### [Work item]
Scan the records for "outcome" and copy each line that contains it.
>>>>>
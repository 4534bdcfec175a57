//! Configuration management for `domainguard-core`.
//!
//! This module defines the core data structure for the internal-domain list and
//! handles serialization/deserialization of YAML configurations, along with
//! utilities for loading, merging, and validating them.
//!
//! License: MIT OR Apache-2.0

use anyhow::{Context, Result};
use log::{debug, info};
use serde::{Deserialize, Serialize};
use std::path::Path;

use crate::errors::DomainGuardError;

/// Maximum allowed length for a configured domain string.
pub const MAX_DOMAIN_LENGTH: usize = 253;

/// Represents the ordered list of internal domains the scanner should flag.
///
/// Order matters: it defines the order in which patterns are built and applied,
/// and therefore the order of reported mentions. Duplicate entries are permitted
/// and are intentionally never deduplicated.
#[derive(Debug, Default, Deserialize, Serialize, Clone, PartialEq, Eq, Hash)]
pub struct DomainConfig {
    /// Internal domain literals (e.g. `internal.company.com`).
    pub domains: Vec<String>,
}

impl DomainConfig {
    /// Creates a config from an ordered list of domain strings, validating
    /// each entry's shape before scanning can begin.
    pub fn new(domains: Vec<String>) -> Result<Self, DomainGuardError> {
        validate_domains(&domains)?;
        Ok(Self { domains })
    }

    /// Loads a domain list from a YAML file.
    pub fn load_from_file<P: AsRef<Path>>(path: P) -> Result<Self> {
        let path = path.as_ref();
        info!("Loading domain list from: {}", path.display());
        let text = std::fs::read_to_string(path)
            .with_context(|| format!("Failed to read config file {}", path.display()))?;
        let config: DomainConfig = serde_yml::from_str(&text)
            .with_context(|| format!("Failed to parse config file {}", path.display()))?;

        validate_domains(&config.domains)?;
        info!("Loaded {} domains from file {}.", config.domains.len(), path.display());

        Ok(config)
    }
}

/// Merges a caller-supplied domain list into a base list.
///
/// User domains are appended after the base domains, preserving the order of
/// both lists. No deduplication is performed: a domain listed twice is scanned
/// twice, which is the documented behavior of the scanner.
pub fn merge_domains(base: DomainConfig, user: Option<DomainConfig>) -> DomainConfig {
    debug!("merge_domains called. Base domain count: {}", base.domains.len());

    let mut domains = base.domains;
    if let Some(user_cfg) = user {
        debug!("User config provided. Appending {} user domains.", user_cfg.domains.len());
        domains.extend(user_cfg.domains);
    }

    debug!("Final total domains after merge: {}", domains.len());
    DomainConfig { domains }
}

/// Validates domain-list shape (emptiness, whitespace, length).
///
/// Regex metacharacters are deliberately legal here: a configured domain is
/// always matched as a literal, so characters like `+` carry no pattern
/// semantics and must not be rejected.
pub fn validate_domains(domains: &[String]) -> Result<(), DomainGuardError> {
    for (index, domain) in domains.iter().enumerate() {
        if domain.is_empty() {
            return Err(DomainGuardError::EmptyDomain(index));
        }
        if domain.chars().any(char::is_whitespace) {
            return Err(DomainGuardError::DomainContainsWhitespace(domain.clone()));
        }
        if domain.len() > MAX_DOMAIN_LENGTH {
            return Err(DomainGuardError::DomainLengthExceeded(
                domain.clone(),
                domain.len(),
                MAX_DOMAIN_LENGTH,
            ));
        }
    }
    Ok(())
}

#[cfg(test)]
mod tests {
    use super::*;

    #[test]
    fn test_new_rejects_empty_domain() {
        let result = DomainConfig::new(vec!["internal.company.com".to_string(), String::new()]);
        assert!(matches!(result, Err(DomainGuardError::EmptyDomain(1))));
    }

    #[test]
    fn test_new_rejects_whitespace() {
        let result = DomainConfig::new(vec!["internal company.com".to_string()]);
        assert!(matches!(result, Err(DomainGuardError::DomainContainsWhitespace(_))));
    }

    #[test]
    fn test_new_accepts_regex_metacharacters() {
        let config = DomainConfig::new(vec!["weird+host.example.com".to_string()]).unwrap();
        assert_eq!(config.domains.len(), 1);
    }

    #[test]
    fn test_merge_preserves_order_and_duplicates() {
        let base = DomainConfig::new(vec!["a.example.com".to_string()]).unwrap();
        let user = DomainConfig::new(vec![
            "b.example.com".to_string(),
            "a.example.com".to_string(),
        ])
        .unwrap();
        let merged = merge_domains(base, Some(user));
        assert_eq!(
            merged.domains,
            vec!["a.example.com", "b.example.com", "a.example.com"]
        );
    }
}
<<<<<
>>>>>
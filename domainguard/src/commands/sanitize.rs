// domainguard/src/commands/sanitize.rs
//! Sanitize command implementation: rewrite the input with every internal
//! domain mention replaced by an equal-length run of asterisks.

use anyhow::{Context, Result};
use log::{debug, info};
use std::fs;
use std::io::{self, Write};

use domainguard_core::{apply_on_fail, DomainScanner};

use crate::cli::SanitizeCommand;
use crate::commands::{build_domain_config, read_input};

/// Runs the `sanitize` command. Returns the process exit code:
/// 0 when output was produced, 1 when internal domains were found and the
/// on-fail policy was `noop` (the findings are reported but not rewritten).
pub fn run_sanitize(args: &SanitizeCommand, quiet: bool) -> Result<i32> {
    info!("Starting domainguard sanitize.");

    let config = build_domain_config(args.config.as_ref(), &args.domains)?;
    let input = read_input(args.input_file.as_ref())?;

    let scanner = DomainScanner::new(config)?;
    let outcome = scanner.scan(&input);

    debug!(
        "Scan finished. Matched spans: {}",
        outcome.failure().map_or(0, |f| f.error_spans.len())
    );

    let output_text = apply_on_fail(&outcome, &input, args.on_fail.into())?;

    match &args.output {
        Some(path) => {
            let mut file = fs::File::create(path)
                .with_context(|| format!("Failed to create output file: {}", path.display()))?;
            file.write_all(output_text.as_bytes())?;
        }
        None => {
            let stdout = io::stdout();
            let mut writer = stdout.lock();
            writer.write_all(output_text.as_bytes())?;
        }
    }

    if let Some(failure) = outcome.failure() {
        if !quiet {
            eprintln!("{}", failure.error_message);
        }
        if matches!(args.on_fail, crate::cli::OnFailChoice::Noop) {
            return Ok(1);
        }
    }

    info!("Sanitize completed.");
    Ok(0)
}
<<<<<
### [Task answer]
    let outcome = scanner.scan(&input);
        outcome.failure().map_or(0, |f| f.error_spans.len())
    let output_text = apply_on_fail(&outcome, &input, args.on_fail.into())?;
    if let Some(failure) = outcome.failure() {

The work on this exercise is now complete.